_Required action_
Count how many lines below include the word "PickyEncoder". Answer with a number only.
:: Data in this exercise ::
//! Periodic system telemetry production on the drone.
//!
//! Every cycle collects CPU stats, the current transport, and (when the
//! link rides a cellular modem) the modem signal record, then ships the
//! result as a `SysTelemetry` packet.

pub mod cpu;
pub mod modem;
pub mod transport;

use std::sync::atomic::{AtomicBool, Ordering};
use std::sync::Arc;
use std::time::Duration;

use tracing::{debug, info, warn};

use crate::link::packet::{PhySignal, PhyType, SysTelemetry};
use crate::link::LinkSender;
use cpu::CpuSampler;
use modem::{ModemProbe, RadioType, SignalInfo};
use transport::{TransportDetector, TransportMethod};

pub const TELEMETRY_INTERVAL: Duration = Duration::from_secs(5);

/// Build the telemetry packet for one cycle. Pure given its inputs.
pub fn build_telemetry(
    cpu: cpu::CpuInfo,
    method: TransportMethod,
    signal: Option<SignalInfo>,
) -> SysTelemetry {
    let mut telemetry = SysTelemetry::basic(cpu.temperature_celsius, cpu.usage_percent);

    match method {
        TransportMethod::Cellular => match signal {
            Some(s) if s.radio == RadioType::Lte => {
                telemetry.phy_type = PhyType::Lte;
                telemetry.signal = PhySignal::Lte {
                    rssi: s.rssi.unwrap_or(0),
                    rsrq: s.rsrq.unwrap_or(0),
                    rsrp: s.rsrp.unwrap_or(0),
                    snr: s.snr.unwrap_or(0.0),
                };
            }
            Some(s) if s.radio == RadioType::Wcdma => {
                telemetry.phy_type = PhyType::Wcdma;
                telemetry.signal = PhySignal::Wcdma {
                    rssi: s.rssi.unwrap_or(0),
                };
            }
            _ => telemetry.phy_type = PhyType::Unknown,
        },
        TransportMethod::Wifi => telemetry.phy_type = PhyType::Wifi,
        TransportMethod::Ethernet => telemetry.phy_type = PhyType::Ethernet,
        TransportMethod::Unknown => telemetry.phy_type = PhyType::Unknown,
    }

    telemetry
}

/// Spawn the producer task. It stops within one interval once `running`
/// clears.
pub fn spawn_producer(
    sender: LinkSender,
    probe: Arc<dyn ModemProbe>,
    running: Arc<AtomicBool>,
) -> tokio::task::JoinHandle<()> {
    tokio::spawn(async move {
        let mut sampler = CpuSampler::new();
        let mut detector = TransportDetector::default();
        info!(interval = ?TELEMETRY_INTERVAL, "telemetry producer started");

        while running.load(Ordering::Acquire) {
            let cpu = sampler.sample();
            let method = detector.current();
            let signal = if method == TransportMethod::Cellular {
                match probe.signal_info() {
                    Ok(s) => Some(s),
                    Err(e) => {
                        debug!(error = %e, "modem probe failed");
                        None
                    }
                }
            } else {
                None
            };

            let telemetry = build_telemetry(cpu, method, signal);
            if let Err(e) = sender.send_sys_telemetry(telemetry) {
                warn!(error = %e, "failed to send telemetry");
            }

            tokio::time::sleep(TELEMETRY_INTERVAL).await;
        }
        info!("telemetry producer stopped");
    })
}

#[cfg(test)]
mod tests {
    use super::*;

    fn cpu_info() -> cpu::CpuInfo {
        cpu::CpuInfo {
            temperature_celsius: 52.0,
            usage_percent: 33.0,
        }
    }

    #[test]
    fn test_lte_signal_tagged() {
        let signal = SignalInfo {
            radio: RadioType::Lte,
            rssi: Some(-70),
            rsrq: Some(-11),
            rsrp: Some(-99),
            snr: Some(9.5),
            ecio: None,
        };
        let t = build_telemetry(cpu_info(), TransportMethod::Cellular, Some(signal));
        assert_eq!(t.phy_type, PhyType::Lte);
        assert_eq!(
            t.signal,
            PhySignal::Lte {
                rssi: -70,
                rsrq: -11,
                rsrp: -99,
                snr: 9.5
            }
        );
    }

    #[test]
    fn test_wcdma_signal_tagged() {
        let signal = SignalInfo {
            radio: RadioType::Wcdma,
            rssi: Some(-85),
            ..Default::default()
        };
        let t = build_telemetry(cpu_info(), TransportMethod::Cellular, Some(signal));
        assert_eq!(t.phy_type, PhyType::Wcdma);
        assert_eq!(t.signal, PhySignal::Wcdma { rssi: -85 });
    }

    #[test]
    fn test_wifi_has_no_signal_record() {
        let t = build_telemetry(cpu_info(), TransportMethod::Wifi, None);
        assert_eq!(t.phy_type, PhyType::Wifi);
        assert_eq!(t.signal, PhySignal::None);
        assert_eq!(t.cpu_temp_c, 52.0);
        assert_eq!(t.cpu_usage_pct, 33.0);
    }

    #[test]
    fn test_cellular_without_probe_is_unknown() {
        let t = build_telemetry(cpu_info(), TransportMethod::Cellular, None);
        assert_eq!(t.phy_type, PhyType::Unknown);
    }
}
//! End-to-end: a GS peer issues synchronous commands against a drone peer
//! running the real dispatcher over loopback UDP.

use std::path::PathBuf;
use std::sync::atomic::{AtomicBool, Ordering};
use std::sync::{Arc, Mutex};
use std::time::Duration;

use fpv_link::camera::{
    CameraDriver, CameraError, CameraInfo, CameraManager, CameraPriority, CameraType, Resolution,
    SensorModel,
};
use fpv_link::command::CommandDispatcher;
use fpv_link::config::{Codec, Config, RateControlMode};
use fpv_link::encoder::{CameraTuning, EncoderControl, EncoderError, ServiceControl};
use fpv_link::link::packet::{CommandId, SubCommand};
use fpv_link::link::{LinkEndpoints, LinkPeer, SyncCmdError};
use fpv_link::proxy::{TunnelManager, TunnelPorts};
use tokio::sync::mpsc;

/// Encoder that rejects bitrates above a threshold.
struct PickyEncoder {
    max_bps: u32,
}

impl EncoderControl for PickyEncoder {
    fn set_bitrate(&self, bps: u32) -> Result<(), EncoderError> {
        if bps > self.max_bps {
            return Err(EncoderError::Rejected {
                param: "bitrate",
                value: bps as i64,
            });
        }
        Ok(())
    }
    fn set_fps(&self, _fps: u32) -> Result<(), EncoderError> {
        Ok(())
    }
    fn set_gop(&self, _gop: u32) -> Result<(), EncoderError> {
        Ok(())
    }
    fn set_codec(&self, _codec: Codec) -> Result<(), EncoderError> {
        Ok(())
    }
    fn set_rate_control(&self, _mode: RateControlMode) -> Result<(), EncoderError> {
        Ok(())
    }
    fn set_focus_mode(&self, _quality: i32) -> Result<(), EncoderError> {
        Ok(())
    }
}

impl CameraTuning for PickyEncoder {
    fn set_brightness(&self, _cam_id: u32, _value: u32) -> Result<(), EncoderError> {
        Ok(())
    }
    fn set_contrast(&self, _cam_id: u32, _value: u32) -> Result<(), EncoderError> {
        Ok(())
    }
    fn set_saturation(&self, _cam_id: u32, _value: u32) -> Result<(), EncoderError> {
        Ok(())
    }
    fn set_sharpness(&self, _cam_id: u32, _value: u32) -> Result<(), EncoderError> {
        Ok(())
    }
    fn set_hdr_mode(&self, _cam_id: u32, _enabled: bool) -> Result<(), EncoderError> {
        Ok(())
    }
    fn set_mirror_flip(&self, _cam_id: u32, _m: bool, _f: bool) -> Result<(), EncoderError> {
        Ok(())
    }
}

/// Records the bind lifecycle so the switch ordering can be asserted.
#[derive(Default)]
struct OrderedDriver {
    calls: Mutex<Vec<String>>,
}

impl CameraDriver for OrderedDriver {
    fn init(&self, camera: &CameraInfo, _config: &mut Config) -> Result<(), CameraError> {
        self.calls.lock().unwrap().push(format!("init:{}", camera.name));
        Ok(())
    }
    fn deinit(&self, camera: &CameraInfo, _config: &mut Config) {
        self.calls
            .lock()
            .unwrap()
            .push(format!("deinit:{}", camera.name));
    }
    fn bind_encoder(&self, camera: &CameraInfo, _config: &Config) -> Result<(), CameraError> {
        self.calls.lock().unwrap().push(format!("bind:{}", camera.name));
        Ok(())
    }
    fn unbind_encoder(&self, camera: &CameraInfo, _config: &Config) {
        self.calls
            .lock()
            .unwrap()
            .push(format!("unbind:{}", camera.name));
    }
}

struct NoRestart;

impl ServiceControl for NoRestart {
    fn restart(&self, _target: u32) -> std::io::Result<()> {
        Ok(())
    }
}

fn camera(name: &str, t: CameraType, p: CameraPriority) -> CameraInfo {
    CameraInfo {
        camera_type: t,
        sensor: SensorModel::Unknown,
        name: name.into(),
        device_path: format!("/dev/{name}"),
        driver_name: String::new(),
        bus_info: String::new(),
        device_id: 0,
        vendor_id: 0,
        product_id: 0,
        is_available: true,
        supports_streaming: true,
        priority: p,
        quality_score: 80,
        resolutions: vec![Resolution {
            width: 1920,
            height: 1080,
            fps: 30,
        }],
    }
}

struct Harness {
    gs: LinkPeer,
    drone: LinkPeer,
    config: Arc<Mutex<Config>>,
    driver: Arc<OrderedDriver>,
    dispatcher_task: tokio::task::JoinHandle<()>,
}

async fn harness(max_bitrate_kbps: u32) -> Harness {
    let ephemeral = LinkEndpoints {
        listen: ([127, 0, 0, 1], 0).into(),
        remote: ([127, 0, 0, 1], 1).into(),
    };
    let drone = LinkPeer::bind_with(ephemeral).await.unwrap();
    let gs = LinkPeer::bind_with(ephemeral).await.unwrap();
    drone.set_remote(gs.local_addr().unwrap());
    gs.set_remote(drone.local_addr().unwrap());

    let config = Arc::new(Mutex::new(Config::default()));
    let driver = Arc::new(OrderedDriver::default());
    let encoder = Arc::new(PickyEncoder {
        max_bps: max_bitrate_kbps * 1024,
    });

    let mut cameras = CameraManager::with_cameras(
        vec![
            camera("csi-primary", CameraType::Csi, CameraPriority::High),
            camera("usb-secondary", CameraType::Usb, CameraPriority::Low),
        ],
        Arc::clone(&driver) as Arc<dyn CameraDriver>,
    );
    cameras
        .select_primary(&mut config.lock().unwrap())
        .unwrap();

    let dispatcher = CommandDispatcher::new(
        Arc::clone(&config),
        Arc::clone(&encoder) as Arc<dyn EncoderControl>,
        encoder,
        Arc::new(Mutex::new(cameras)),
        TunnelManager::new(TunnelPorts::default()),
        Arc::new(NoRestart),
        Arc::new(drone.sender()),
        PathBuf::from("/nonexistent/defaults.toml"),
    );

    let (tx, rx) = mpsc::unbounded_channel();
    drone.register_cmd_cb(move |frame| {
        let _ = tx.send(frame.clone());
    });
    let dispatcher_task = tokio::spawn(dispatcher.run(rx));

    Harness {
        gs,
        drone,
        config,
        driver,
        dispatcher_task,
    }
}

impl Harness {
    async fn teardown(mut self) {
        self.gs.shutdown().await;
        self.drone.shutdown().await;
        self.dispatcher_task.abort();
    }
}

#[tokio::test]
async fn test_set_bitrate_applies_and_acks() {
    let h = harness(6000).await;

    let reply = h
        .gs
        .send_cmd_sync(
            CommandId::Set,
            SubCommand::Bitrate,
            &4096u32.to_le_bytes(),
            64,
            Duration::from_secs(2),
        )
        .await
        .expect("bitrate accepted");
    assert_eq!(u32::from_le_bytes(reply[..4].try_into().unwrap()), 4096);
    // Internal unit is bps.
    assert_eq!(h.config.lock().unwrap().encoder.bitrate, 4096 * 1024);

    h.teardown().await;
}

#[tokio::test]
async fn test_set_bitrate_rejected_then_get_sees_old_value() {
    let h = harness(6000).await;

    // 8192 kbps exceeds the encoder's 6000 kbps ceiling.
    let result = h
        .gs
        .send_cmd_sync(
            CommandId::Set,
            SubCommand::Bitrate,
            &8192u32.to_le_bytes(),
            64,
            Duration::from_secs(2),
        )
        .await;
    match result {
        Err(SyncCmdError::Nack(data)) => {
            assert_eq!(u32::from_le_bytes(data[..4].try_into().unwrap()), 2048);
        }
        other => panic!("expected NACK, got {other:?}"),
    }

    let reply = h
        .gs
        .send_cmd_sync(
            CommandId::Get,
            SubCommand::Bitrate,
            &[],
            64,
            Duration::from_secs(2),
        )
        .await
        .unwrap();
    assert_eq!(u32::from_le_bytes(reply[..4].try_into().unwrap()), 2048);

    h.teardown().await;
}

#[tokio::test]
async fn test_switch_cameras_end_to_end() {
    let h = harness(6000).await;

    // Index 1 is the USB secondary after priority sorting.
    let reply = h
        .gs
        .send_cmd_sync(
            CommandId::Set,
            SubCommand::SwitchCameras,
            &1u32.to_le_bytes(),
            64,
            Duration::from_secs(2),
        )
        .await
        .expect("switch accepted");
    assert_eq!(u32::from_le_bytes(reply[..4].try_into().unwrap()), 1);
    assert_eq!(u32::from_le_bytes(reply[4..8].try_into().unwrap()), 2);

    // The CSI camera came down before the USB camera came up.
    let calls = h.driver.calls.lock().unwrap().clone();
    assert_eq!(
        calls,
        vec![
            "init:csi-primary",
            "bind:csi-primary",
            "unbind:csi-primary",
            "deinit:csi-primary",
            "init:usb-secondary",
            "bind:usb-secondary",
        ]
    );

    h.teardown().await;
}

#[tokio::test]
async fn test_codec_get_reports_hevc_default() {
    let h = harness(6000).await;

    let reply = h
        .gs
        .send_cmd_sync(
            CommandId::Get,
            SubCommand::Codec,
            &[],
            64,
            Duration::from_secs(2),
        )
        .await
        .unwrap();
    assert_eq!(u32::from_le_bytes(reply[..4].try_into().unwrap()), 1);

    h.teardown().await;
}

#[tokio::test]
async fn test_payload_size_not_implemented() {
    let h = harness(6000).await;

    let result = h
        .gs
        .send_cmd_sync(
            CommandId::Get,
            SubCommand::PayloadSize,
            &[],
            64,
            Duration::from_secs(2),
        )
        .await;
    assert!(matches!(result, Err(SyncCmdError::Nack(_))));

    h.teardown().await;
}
:::
_Finished exercise_
4